# Stuart's Build.



## Techtu (Jun 4, 2012)

This is just a short thread to say thanks for the TPU members who kind enough gave me a Windows key to use on the build. For those of you that don't know, Staurt is a close friend of the family and also mentally handicapped and he was stuck with a Dell Inspiron 1100 so I put my spare part's together and pretty much got a full rig from it, minus a chassis & Windows key this is where I paid for a chassis myself & posted on TPU as a 'cry for help' with my OS problem which promptly got resolved with the help of you guys!  

Since then I was having trouble getting down to Stuart who lives around 70 miles from me which didn't help with the situation but today I finally made it and set the whole thing up for him, he is more than delighted with the upgrade!
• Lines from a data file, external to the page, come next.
//! Color filter array patterns.
//!
//! A pattern is a small square tile of channel labels validated once at
//! construction and replicated across the pixel grid, never re-parsed.

use std::fmt;

use serde::{Deserialize, Serialize};
use thiserror::Error;

/// A spectral channel class a CFA site can carry.
#[derive(Debug, Clone, Copy, PartialEq, Eq, Hash, Serialize, Deserialize)]
pub enum CfaChannel {
    Red,
    Green,
    Blue,
    /// Unfiltered (panchromatic) site.
    Clear,
}

impl fmt::Display for CfaChannel {
    fn fmt(&self, f: &mut fmt::Formatter<'_>) -> fmt::Result {
        let letter = match self {
            CfaChannel::Red => 'r',
            CfaChannel::Green => 'g',
            CfaChannel::Blue => 'b',
            CfaChannel::Clear => 'c',
        };
        write!(f, "{letter}")
    }
}

/// Errors raised when constructing a [`CfaPattern`].
#[derive(Debug, Error)]
pub enum CfaError {
    #[error("CFA tile must be square, got {rows} rows with a row of length {row_len}")]
    NotSquare { rows: usize, row_len: usize },

    #[error("CFA tile must not be empty")]
    Empty,
}

/// A validated square tile of CFA channel labels.
#[derive(Debug, Clone, PartialEq, Eq)]
pub struct CfaPattern {
    size: usize,
    tile: Vec<CfaChannel>,
}

impl CfaPattern {
    /// Build a pattern from tile rows; every row must have the same length
    /// as the number of rows.
    pub fn new(rows: &[&[CfaChannel]]) -> Result<Self, CfaError> {
        if rows.is_empty() {
            return Err(CfaError::Empty);
        }
        let size = rows.len();
        let mut tile = Vec::with_capacity(size * size);
        for row in rows {
            if row.len() != size {
                return Err(CfaError::NotSquare {
                    rows: size,
                    row_len: row.len(),
                });
            }
            tile.extend_from_slice(row);
        }
        Ok(Self { size, tile })
    }

    /// The standard Bayer RGGB tile.
    pub fn rggb() -> Self {
        use CfaChannel::{Blue, Green, Red};
        Self::new(&[&[Red, Green], &[Green, Blue]]).expect("rggb tile is square")
    }

    /// Tile side length.
    pub fn size(&self) -> usize {
        self.size
    }

    /// Channel at an absolute pixel position, replicating the tile.
    pub fn channel_at(&self, row: usize, col: usize) -> CfaChannel {
        self.tile[(row % self.size) * self.size + col % self.size]
    }

    /// Channel at a position inside the tile itself.
    pub fn tile_channel(&self, tile_row: usize, tile_col: usize) -> CfaChannel {
        self.tile[tile_row * self.size + tile_col]
    }

    /// The distinct channels present in the tile, in first-seen order.
    pub fn channels(&self) -> Vec<CfaChannel> {
        let mut seen = Vec::new();
        for &ch in &self.tile {
            if !seen.contains(&ch) {
                seen.push(ch);
            }
        }
        seen
    }

    /// True when the tile evenly divides an `rows x cols` pixel array.
    pub fn tiles_evenly(&self, rows: usize, cols: usize) -> bool {
        rows % self.size == 0 && cols % self.size == 0
    }

    /// True for a 2x2 tile holding one red, one blue and two greens — the
    /// geometry the neighbor-based demosaic methods assume.
    pub fn is_bayer(&self) -> bool {
        if self.size != 2 {
            return false;
        }
        let count = |target: CfaChannel| self.tile.iter().filter(|&&c| c == target).count();
        count(CfaChannel::Red) == 1
            && count(CfaChannel::Blue) == 1
            && count(CfaChannel::Green) == 2
    }
}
That speaks for me too so once again thank you TPU members!!

From this 






To...

Here is Stuart & his build.


----------



## Techtu (Jun 5, 2012)

Forgot to mention his system specs, not that they're anything to shout about but nonetheless...

AMD x2 6000+
ASUS Motherboard (Can't remember the model).
3x 1Gb Kingston DDR2 800Mhz (would of been 4x 1Gb but a stick died).
400W Generic PSU
Colours IT Chassis
Phillips light scribe DVD/Combi drive.
15" Dell monitor, will be upgraded to a 19" generic the next time I'm down.
Toshiba 160Gb 5200rpm 2.5" HDD.
Windows XP Home.


----------



## sumonpathak (Jun 5, 2012)

great work man :thumbsup:


----------



## PopcornMachine (Jun 5, 2012)

Man proud of his new system.  Very nice of you to help him out. Thanks.


----------



## JrRacinFan (Jun 5, 2012)

Very nice to help out the man.  It's people like you who make this world great.


----------



## Techtu (Jun 5, 2012)

PopcornMachine said:


> Man proud of his new system.  Very nice of you to help him out. Thanks.





JrRacinFan said:


> Very nice to help out the man.  It's people like you who make this world great.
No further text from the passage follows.